▶ WORK REQUEST
From the first line to the last, give the records again exactly.

Stored data entries:
● ● ●

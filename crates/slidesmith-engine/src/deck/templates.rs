//! Starter documents and the slide template catalogue.

use serde::Serialize;

use super::paging::PAGE_NUMBER_PLACEHOLDER;

#[derive(Debug, Clone, Copy, PartialEq, Eq, Hash, Serialize)]
#[serde(rename_all = "lowercase")]
pub enum TemplateCategory {
    Basic,
    Layout,
    Special,
}

/// A named slide skeleton that can be dropped into a deck.
#[derive(Debug, Clone, PartialEq, Eq, Serialize)]
pub struct SlideTemplate {
    pub id: &'static str,
    pub name: &'static str,
    pub category: TemplateCategory,
    pub html: String,
}

/// The three-slide deck a new document starts from.
pub fn default_document() -> String {
    r#"<!DOCTYPE html>
<html lang="ja">
<head>
    <meta charset="UTF-8">
    <meta name="viewport" content="width=device-width, initial-scale=1.0">
    <title>A4横向きスライド</title>
    <link rel="stylesheet" href="css/slide-styles.css">
</head>
<body>
    <!-- スライド1 -->
    <div class="slide">
        <h1>プレゼンテーションタイトル</h1>

        <h2>概要</h2>

        <ul>
            <li><span class="highlight">目的</span> - このプレゼンテーションの目的</li>
            <li><span class="highlight">対象</span> - 想定している聴衆</li>
            <li><span class="highlight">構成</span> - 発表の流れと内容</li>
        </ul>

        <p class="center">
            <strong>始めましょう</strong>
        </p>

        <div class="footer">
            2025年9月 - スライド 1/3
        </div>
    </div>

    <!-- スライド2 -->
    <div class="slide">
        <h1>主要なポイント</h1>

        <h2>重要な項目</h2>

        <ul>
            <li><span class="highlight">項目1</span> - 最初の重要な点</li>
            <li><span class="highlight">項目2</span> - 二番目のポイント</li>
            <li><span class="highlight">項目3</span> - 三番目の要素</li>
        </ul>

        <div class="footer">
            2025年9月 - スライド 2/3
        </div>
    </div>

    <!-- スライド3 -->
    <div class="slide">
        <h1>まとめ</h1>

        <h2>結論</h2>

        <ul>
            <li><span class="highlight">成果</span> - 達成できた結果</li>
            <li><span class="highlight">次のステップ</span> - 今後の展開</li>
        </ul>

        <p class="center">
            <strong>ご清聴ありがとうございました</strong>
        </p>

        <div class="footer">
            2025年9月 - スライド 3/3
        </div>
    </div>
</body>
</html>"#
        .to_string()
}

fn footer() -> String {
    format!(
        "        <div class=\"footer\">\n            {PAGE_NUMBER_PLACEHOLDER}\n        </div>"
    )
}

fn slide(comment: &str, class: &str, body: &str) -> String {
    format!(
        "\n    <!-- {comment} -->\n    <div class=\"{class}\">\n{body}\n\n{}\n    </div>",
        footer()
    )
}

/// The slide added by "new slide": title, subtitle, bullet list and a
/// placeholder footer.
pub fn new_slide_template() -> String {
    slide(
        "新しいスライド",
        "slide",
        r#"        <h1>新しいスライド</h1>

        <h2>サブタイトル</h2>

        <ul>
            <li><span class="highlight">ポイント1</span> - 最初のポイント</li>
            <li><span class="highlight">ポイント2</span> - 二番目のポイント</li>
            <li><span class="highlight">ポイント3</span> - 三番目のポイント</li>
        </ul>

        <p class="template-description">
            ここに追加の説明を記入してください。<br>
            <small class="template-hint">画像を挿入すると左右2分割レイアウトになります</small>
        </p>"#,
    )
}

fn title_template() -> String {
    slide(
        "タイトルスライド",
        "slide",
        r#"        <div class="title-page-container">
            <h1 class="title-page-title">プレゼンテーションタイトル</h1>
            <p class="title-page-subtitle">サブタイトル</p>
            <p class="title-page-meta">発表者名</p>
        </div>"#,
    )
}

fn two_column_template() -> String {
    slide(
        "2カラム",
        "slide",
        r#"        <h1>2カラムレイアウト</h1>

        <div class="split">
            <div class="left">
                <h2>左側</h2>
                <p>左カラムの内容</p>
            </div>
            <div class="right">
                <h2>右側</h2>
                <p>右カラムの内容</p>
            </div>
        </div>"#,
    )
}

fn image_text_template() -> String {
    slide(
        "画像+テキスト",
        "slide slide-split",
        r#"        <div class="slide-split-content">
            <h1>画像とテキスト</h1>
            <ul>
                <li>ポイント1</li>
                <li>ポイント2</li>
            </ul>
        </div>
        <div class="slide-image">
            <p class="image-placeholder">ここに画像を挿入</p>
        </div>"#,
    )
}

fn quote_template() -> String {
    slide(
        "引用",
        "slide",
        r#"        <h1>引用</h1>

        <div class="quote-container">
            <p class="quote-text">「ここに引用文を入力」</p>
            <p class="quote-author">引用元</p>
        </div>"#,
    )
}

/// Every template, in display order.
pub fn catalogue() -> Vec<SlideTemplate> {
    vec![
        SlideTemplate {
            id: "standard",
            name: "標準",
            category: TemplateCategory::Basic,
            html: new_slide_template(),
        },
        SlideTemplate {
            id: "title",
            name: "タイトル",
            category: TemplateCategory::Basic,
            html: title_template(),
        },
        SlideTemplate {
            id: "two-column",
            name: "2カラム",
            category: TemplateCategory::Layout,
            html: two_column_template(),
        },
        SlideTemplate {
            id: "image-text",
            name: "画像+テキスト",
            category: TemplateCategory::Layout,
            html: image_text_template(),
        },
        SlideTemplate {
            id: "quote",
            name: "引用",
            category: TemplateCategory::Special,
            html: quote_template(),
        },
    ]
}

/// Looks a template up by id.
pub fn template_by_id(id: &str) -> Option<SlideTemplate> {
    catalogue().into_iter().find(|t| t.id == id)
}

#[cfg(test)]
mod tests {
    use super::*;
    use crate::deck::{extract_slides, get_slide_title};

    #[test]
    fn default_document_has_three_slides() {
        let doc = default_document();
        let slides = extract_slides(&doc);
        assert_eq!(slides.len(), 3);
        assert_eq!(get_slide_title(&slides[2].html), "まとめ");
    }

    #[test]
    fn every_template_is_exactly_one_slide_with_placeholder_footer() {
        for template in catalogue() {
            let slides = extract_slides(&template.html);
            assert_eq!(slides.len(), 1, "template {}", template.id);
            assert!(template.html.contains(PAGE_NUMBER_PLACEHOLDER));
            assert!(template.html.starts_with("\n    <!-- "));
        }
    }

    #[test]
    fn template_ids_are_unique_and_resolvable() {
        let all = catalogue();
        for t in &all {
            assert_eq!(template_by_id(t.id).as_ref(), Some(t));
        }
        assert!(template_by_id("missing").is_none());
    }
}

● ● ●

▶ ANSWER TO THE PROBLEM
filename crates/slidesmith-engine/src/deck/templates.rs
//! Starter documents and the slide template catalogue.

use serde::Serialize;

use super::paging::PAGE_NUMBER_PLACEHOLDER;

#[derive(Debug, Clone, Copy, PartialEq, Eq, Hash, Serialize)]
#[serde(rename_all = "lowercase")]
pub enum TemplateCategory {
    Basic,
    Layout,
    Special,
}

/// A named slide skeleton that can be dropped into a deck.
#[derive(Debug, Clone, PartialEq, Eq, Serialize)]
pub struct SlideTemplate {
    pub id: &'static str,
    pub name: &'static str,
    pub category: TemplateCategory,
    pub html: String,
}

/// The three-slide deck a new document starts from.
pub fn default_document() -> String {
    r#"<!DOCTYPE html>
<html lang="ja">
<head>
    <meta charset="UTF-8">
    <meta name="viewport" content="width=device-width, initial-scale=1.0">
    <title>A4横向きスライド</title>
    <link rel="stylesheet" href="css/slide-styles.css">
</head>
<body>
    <!-- スライド1 -->
    <div class="slide">
        <h1>プレゼンテーションタイトル</h1>

        <h2>概要</h2>

        <ul>
            <li><span class="highlight">目的</span> - このプレゼンテーションの目的</li>
            <li><span class="highlight">対象</span> - 想定している聴衆</li>
            <li><span class="highlight">構成</span> - 発表の流れと内容</li>
        </ul>

        <p class="center">
            <strong>始めましょう</strong>
        </p>

        <div class="footer">
            2025年9月 - スライド 1/3
        </div>
    </div>

    <!-- スライド2 -->
    <div class="slide">
        <h1>主要なポイント</h1>

        <h2>重要な項目</h2>

        <ul>
            <li><span class="highlight">項目1</span> - 最初の重要な点</li>
            <li><span class="highlight">項目2</span> - 二番目のポイント</li>
            <li><span class="highlight">項目3</span> - 三番目の要素</li>
        </ul>

        <div class="footer">
            2025年9月 - スライド 2/3
        </div>
    </div>

    <!-- スライド3 -->
    <div class="slide">
        <h1>まとめ</h1>

        <h2>結論</h2>

        <ul>
            <li><span class="highlight">成果</span> - 達成できた結果</li>
            <li><span class="highlight">次のステップ</span> - 今後の展開</li>
        </ul>

        <p class="center">
            <strong>ご清聴ありがとうございました</strong>
        </p>

        <div class="footer">
            2025年9月 - スライド 3/3
        </div>
    </div>
</body>
</html>"#
        .to_string()
}

fn footer() -> String {
    format!(
        "        <div class=\"footer\">\n            {PAGE_NUMBER_PLACEHOLDER}\n        </div>"
    )
}

fn slide(comment: &str, class: &str, body: &str) -> String {
    format!(
        "\n    <!-- {comment} -->\n    <div class=\"{class}\">\n{body}\n\n{}\n    </div>",
        footer()
    )
}

/// The slide added by "new slide": title, subtitle, bullet list and a
/// placeholder footer.
pub fn new_slide_template() -> String {
    slide(
        "新しいスライド",
        "slide",
        r#"        <h1>新しいスライド</h1>

        <h2>サブタイトル</h2>

        <ul>
            <li><span class="highlight">ポイント1</span> - 最初のポイント</li>
            <li><span class="highlight">ポイント2</span> - 二番目のポイント</li>
            <li><span class="highlight">ポイント3</span> - 三番目のポイント</li>
        </ul>

        <p class="template-description">
            ここに追加の説明を記入してください。<br>
            <small class="template-hint">画像を挿入すると左右2分割レイアウトになります</small>
        </p>"#,
    )
}

fn title_template() -> String {
    slide(
        "タイトルスライド",
        "slide",
        r#"        <div class="title-page-container">
            <h1 class="title-page-title">プレゼンテーションタイトル</h1>
            <p class="title-page-subtitle">サブタイトル</p>
            <p class="title-page-meta">発表者名</p>
        </div>"#,
    )
}

fn two_column_template() -> String {
    slide(
        "2カラム",
        "slide",
        r#"        <h1>2カラムレイアウト</h1>

        <div class="split">
            <div class="left">
                <h2>左側</h2>
                <p>左カラムの内容</p>
            </div>
            <div class="right">
                <h2>右側</h2>
                <p>右カラムの内容</p>
            </div>
        </div>"#,
    )
}

fn image_text_template() -> String {
    slide(
        "画像+テキスト",
        "slide slide-split",
        r#"        <div class="slide-split-content">
            <h1>画像とテキスト</h1>
            <ul>
                <li>ポイント1</li>
                <li>ポイント2</li>
            </ul>
        </div>
        <div class="slide-image">
            <p class="image-placeholder">ここに画像を挿入</p>
        </div>"#,
    )
}

fn quote_template() -> String {
    slide(
        "引用",
        "slide",
        r#"        <h1>引用</h1>

        <div class="quote-container">
            <p class="quote-text">「ここに引用文を入力」</p>
            <p class="quote-author">引用元</p>
        </div>"#,
    )
}

/// Every template, in display order.
pub fn catalogue() -> Vec<SlideTemplate> {
    vec![
        SlideTemplate {
            id: "standard",
            name: "標準",
            category: TemplateCategory::Basic,
            html: new_slide_template(),
        },
        SlideTemplate {
            id: "title",
            name: "タイトル",
            category: TemplateCategory::Basic,
            html: title_template(),
        },
        SlideTemplate {
            id: "two-column",
            name: "2カラム",
            category: TemplateCategory::Layout,
            html: two_column_template(),
        },
        SlideTemplate {
            id: "image-text",
            name: "画像+テキスト",
            category: TemplateCategory::Layout,
            html: image_text_template(),
        },
        SlideTemplate {
            id: "quote",
            name: "引用",
            category: TemplateCategory::Special,
            html: quote_template(),
        },
    ]
}

/// Looks a template up by id.
pub fn template_by_id(id: &str) -> Option<SlideTemplate> {
    catalogue().into_iter().find(|t| t.id == id)
}

#[cfg(test)]
mod tests {
    use super::*;
    use crate::deck::{extract_slides, get_slide_title};

    #[test]
    fn default_document_has_three_slides() {
        let doc = default_document();
        let slides = extract_slides(&doc);
        assert_eq!(slides.len(), 3);
        assert_eq!(get_slide_title(&slides[2].html), "まとめ");
    }

    #[test]
    fn every_template_is_exactly_one_slide_with_placeholder_footer() {
        for template in catalogue() {
            let slides = extract_slides(&template.html);
            assert_eq!(slides.len(), 1, "template {}", template.id);
            assert!(template.html.contains(PAGE_NUMBER_PLACEHOLDER));
            assert!(template.html.starts_with("\n    <!-- "));
        }
    }

    #[test]
    fn template_ids_are_unique_and_resolvable() {
        let all = catalogue();
        for t in &all {
            assert_eq!(template_by_id(t.id).as_ref(), Some(t));
        }
        assert!(template_by_id("missing").is_none());
    }
}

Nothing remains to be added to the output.